> _Saved entries_
+ + + + +

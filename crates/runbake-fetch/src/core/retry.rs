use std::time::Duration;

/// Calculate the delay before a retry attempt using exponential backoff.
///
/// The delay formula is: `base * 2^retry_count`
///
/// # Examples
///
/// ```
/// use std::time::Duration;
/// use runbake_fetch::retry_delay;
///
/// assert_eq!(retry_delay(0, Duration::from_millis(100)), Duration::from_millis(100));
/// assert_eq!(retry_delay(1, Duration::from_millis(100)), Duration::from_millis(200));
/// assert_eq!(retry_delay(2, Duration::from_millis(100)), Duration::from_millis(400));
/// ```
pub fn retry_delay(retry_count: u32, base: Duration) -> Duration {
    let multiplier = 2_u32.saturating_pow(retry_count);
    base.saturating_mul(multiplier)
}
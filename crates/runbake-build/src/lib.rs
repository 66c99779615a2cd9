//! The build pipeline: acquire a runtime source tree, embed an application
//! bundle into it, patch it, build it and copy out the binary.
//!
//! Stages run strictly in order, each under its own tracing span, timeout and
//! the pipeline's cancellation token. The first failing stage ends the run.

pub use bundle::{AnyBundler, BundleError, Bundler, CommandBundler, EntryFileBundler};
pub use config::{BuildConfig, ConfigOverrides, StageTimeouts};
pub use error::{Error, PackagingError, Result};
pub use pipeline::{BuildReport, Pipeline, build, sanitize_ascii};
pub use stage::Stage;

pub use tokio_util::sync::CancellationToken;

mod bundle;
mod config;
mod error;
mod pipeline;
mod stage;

+ + + + +

Go through the entries above and copy every line containing "Duration".

use std::time::Duration;
/// use std::time::Duration;
/// assert_eq!(retry_delay(0, Duration::from_millis(100)), Duration::from_millis(100));
/// assert_eq!(retry_delay(1, Duration::from_millis(100)), Duration::from_millis(200));
/// assert_eq!(retry_delay(2, Duration::from_millis(100)), Duration::from_millis(400));
pub fn retry_delay(retry_count: u32, base: Duration) -> Duration {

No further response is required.